A look at top Cardinals prospects selected for Arizona Fall League
With the first significant transition in baseball operations leadership for the St. Louis Cardinals in nearly two decades will come some changes to how business is typically done.
Things that have been second nature and fair assumptions are bound to shift, and the collection of players sent to get work in at the Arizona Fall League represents one of those changes.
The league in general has seen a gradual shift which mirrors that of the Cardinals’ philosophy. Once considered the premiere “finishing school” for some of baseball’s top prospects, the AFL now is seemingly used more often by teams as an opportunity for extra work for players who might have had their seasons cut short by injury or about whom a parent club has some questions about where a player fits moving forward.
In 2022, the Cardinals sent all of Jordan Walker, Masyn Winn and Tink Hence to Arizona, as well as Kyle Leahy and Pedro Pagés, among others. That group represented a collection of top-notch talent with high hopes for the futures of all involved; Leahy, Walker and Winn would all debut the following season.
It would be somewhat of a surprise if any of the players who the Cardinals opted to send to the Glendale Desert Dogs this season made their way to St. Louis in 2026.
Pitchers Tyler Bradt, D.J. Carpenter, Randel Clemente, Chin-Wei Lin and Darlin Saladin were joined by catcher Graysen Tarlow and outfielders Travis Honeyman and Miguel Ugueto. None of the eight have yet reached as high in the system as Triple-A Memphis, and together they comprise a solid portion of the core of the 2025 High-A Peoria Chiefs.

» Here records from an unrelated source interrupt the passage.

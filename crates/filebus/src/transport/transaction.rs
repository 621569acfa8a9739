//! Transaction context
//!
//! A [`TransactionContext`] is the unit of work around one received message.
//! Sends and the removal of the received record are registered as callbacks
//! and only hit the disk when the context completes:
//!
//! ```text
//! receive ──► handler ──┬── Ok  ──► complete(): on_committed*, on_completed*
//!                       │              └─ commit fails ──► on_aborted*
//!                       └── Err ──► abort():    on_aborted*
//! ```

use std::collections::HashMap;
use std::future::Future;

use futures::future::BoxFuture;
use futures::FutureExt;
use parking_lot::Mutex;
use tracing::{debug, warn};
use uuid::Uuid;

use super::TransportError;

type Callback = Box<dyn FnOnce() -> BoxFuture<'static, Result<(), TransportError>> + Send>;

/// How a transaction finished
#[derive(Debug, Clone, Copy, PartialEq, Eq)]
pub enum TransactionOutcome {
    Completed,
    Aborted,
}

#[derive(Default)]
struct CallbackState {
    committed: Vec<Callback>,
    completed: Vec<Callback>,
    aborted: Vec<Callback>,
    outcome: Option<TransactionOutcome>,
}

/// Scope of work around a received message
pub struct TransactionContext {
    id: Uuid,
    items: Mutex<HashMap<String, serde_json::Value>>,
    state: Mutex<CallbackState>,
}

impl TransactionContext {
    /// Create an unfinished transaction
    pub fn new() -> Self {
        Self {
            id: Uuid::now_v7(),
            items: Mutex::new(HashMap::new()),
            state: Mutex::new(CallbackState::default()),
        }
    }

    /// Transaction id, for logs
    pub fn id(&self) -> Uuid {
        self.id
    }

    /// Outcome, once finished
    pub fn outcome(&self) -> Option<TransactionOutcome> {
        self.state.lock().outcome
    }

    /// Run `callback` when the transaction commits
    pub fn on_committed<F, Fut>(&self, callback: F)
    where
        F: FnOnce() -> Fut + Send + 'static,
        Fut: Future<Output = Result<(), TransportError>> + Send + 'static,
    {
        self.state
            .lock()
            .committed
            .push(Box::new(move || callback().boxed()));
    }

    /// Run `callback` after all commit callbacks succeeded
    pub fn on_completed<F, Fut>(&self, callback: F)
    where
        F: FnOnce() -> Fut + Send + 'static,
        Fut: Future<Output = Result<(), TransportError>> + Send + 'static,
    {
        self.state
            .lock()
            .completed
            .push(Box::new(move || callback().boxed()));
    }

    /// Run `callback` when the transaction is aborted
    pub fn on_aborted<F, Fut>(&self, callback: F)
    where
        F: FnOnce() -> Fut + Send + 'static,
        Fut: Future<Output = Result<(), TransportError>> + Send + 'static,
    {
        self.state
            .lock()
            .aborted
            .push(Box::new(move || callback().boxed()));
    }

    /// Store an item for the lifetime of the transaction
    pub fn set_item(&self, key: impl Into<String>, value: serde_json::Value) {
        self.items.lock().insert(key.into(), value);
    }

    /// Get a stored item
    pub fn item(&self, key: &str) -> Option<serde_json::Value> {
        self.items.lock().get(key).cloned()
    }

    /// Commit: run commit callbacks, then completion callbacks, in registration order
    ///
    /// The first failing commit callback rolls the transaction back: the abort
    /// callbacks run and the commit error is returned. Completion callbacks
    /// only run once every commit callback succeeded.
    pub async fn complete(&self) -> Result<(), TransportError> {
        let (committed, completed, aborted) = {
            let mut state = self.state.lock();
            if state.outcome.is_some() {
                return Err(TransportError::TransactionFinished);
            }
            state.outcome = Some(TransactionOutcome::Completed);
            (
                std::mem::take(&mut state.committed),
                std::mem::take(&mut state.completed),
                std::mem::take(&mut state.aborted),
            )
        };

        debug!(transaction = %self.id, callbacks = committed.len() + completed.len(), "Completing transaction");
        for callback in committed {
            if let Err(e) = callback().await {
                warn!(transaction = %self.id, error = %e, "Commit callback failed, rolling back");
                self.state.lock().outcome = Some(TransactionOutcome::Aborted);
                self.run_aborted(aborted).await;
                return Err(e);
            }
        }
        for callback in completed {
            callback().await?;
        }
        Ok(())
    }

    /// Roll back: run abort callbacks; their failures are logged, not returned
    pub async fn abort(&self) -> Result<(), TransportError> {
        let aborted = {
            let mut state = self.state.lock();
            if state.outcome.is_some() {
                return Err(TransportError::TransactionFinished);
            }
            state.outcome = Some(TransactionOutcome::Aborted);
            state.committed.clear();
            state.completed.clear();
            std::mem::take(&mut state.aborted)
        };

        debug!(transaction = %self.id, callbacks = aborted.len(), "Aborting transaction");
        self.run_aborted(aborted).await;
        Ok(())
    }

    async fn run_aborted(&self, aborted: Vec<Callback>) {
        for callback in aborted {
            if let Err(e) = callback().await {
                warn!(transaction = %self.id, error = %e, "Abort callback failed");
            }
        }
    }
}

impl Default for TransactionContext {
    fn default() -> Self {
        Self::new()
    }
}

impl Drop for TransactionContext {
    fn drop(&mut self) {
        let state = self.state.get_mut();
        let pending = state.committed.len() + state.aborted.len();
        if state.outcome.is_none() && pending > 0 {
            warn!(transaction = %self.id, pending, "Transaction dropped unfinished, callbacks discarded");
        }
    }
}
//! # filebus
//!
//! A message bus whose queues are plain directories on a (possibly shared)
//! file system.
//!
//! ## Features
//!
//! - **Broker-less queues**: one directory per queue, one JSON file per message
//! - **Exclusive claims**: an atomic rename decides which consumer owns a record,
//!   across threads and processes alike
//! - **Transactional send/receive**: outgoing messages are written and the
//!   incoming one removed only when the handler succeeds
//! - **Deferred delivery** and **time-to-be-received** expiry
//! - **Self-sizing readers**: a coordinator grows the reader set when work shows
//!   up and shrinks it when queues run dry
//!
//! ## Architecture
//!
//! ```text
//! ┌─────────────────────────────────────────────────────────────┐
//! │                    WorkersCoordinator                        │
//! │  (reader tasks, start budget, primary reader, shutdown)     │
//! └─────────────────────────────────────────────────────────────┘
//!                              │
//!                              ▼
//! ┌─────────────────────────────────────────────────────────────┐
//! │                   FileSystemTransport                        │
//! │  (envelopes, transactions, expiry, deferred send)           │
//! └─────────────────────────────────────────────────────────────┘
//!                              │
//!                              ▼
//! ┌─────────────────────────────────────────────────────────────┐
//! │                    DurableFileQueue                          │
//! │  (staging cache, single-flight scans, deferred records)     │
//! └─────────────────────────────────────────────────────────────┘
//!                              │
//!                              ▼
//! ┌─────────────────────────────────────────────────────────────┐
//! │                     FileRecordStore                          │
//! │  (queue directories, claim-by-rename)                       │
//! └─────────────────────────────────────────────────────────────┘
//! ```

pub mod config;
pub mod queue;
pub mod store;
pub mod transport;
pub mod worker;

/// Prelude for common imports
pub mod prelude {
    pub use crate::config::{BusOptions, ConfigError};
    pub use crate::queue::{DurableFileQueue, FileQueueConfig, QueueError, RefillMode};
    pub use crate::store::{ClaimMode, ClaimableStore, FileRecordStore, StoreError, Visibility};
    pub use crate::transport::{
        headers, FileSystemTransport, TransactionContext, TransactionOutcome, Transport,
        TransportError, TransportMessage,
    };
    pub use crate::worker::{
        BackoffConfig, CoordinatorError, HandlerPipeline, IncomingContext, PipelineInvoker,
        WorkersCoordinator, WorkersCoordinatorConfig, WorkersCoordinatorFactory,
    };
}

// Re-export key types at crate root
pub use config::{BusOptions, ConfigError};
pub use queue::{DurableFileQueue, FileQueueConfig, QueueError};
pub use store::{ClaimableStore, FileRecordStore, StoreError};
pub use transport::{FileSystemTransport, TransactionContext, Transport, TransportError, TransportMessage};
pub use worker::{
    CoordinatorError, HandlerPipeline, PipelineInvoker, WorkersCoordinator,
    WorkersCoordinatorConfig, WorkersCoordinatorFactory,
};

Lin is the highest-ranked prospect of the bunch, currently listed 16th on the Cardinals’ Top 30 by MLB Pipeline. Signed two years ago as a free agent from Taiwan – one high ranking Cardinals official was pulled off the team’s trip to London to finalize the acquisition – the 6-foot, 7-inch, 23-year-old righty has leaned on an overpowering fastball to push up his strikeout rate.
Like so many other young pitchers, he has paired that with a ballooning walk rate that has to be controlled if he’s going to be a solid contributor at the big league level. He’s made three starts in the Fall League, though a typically conservative innings oversight regimen has limited him to just 7 ⅓ innings pitched, in which he’s struck out 11 and also walked five.
There will certainly be opportunities available in the Memphis rotation in 2026, given the pitching injuries at the minor league level throughout the season and the Triple-A club’s reliance on veterans in 2025. If Lin is able to pitch his way into that picture, it’s a good sign of what the future holds.
Perhaps the most impressive pitcher of the bunch has been Saladin, who has yet to allow a run and struck out 10 in his seven innings of relief work. His walk rate, as well, is somewhat high, and he struggled with that in his first full season at Peoria.
Like many other pitchers before him who have flashed strong stuff but also shown control issues, it’s possible that an adjustment from starting to relieving will allow him to truly thrive. That was tested in the minors last season, and given the preference to keep Lin in his starting routine, it’s possible the Cardinals seek to continue the same path.
None of Bradt, Carpenter and Clemente have posted much by way of exciting results, simply putting in their work and getting occasionally touched up, though in a hitters’ environment and with exceedingly small sample sizes.
Of the three position players, Travis Honeyman is by far the most interesting of the bunch.
Drafted in the third round in 2023, a significant shoulder injury wiped out all but 20 games of his first full pro season and saw him get a delayed start in 2025. He posted strong batting average and on base percentage totals for Low-A Palm Beach before a promotion to Peoria, and while he continued some of that trend at the higher level, he also displayed almost no power.
He tallied just seven extra base hits in 228 plate appearances for Peoria, and has followed that with a single Fall League homer. That homer is one of just two hits for Honeyman in 24 AFL at bats, as he’s been limited to part time duty.
Tarlow, a depth catcher who was also drafted in 2023, has shared time with two other backstops. That has resulted in just 23 plate appearances, though he flashed enough at the plate as high as Springfield in 2025 that he’s certain to receive his first invite to big league spring training.
Ugueto was selected from the Boston system in the minor league portion of last year’s Rule 5 draft, representing yet another prospect who slid over to St. Louis in the wake of Chaim Bloom’s ascension. He struggled at the plate across three levels this summer, though the fact that he was promoted so frequently is an indication of the tools the team believes he can display.
He has thus far validated that belief, tallying a .341 batting average as a full-time outfielder who’s been shuffled between right and left. He is also, crucially, a right-handed hitter. If he can carry over any of that success into the upper minors in 2026, he might find himself with a much faster path to the big leagues than his history might suggest.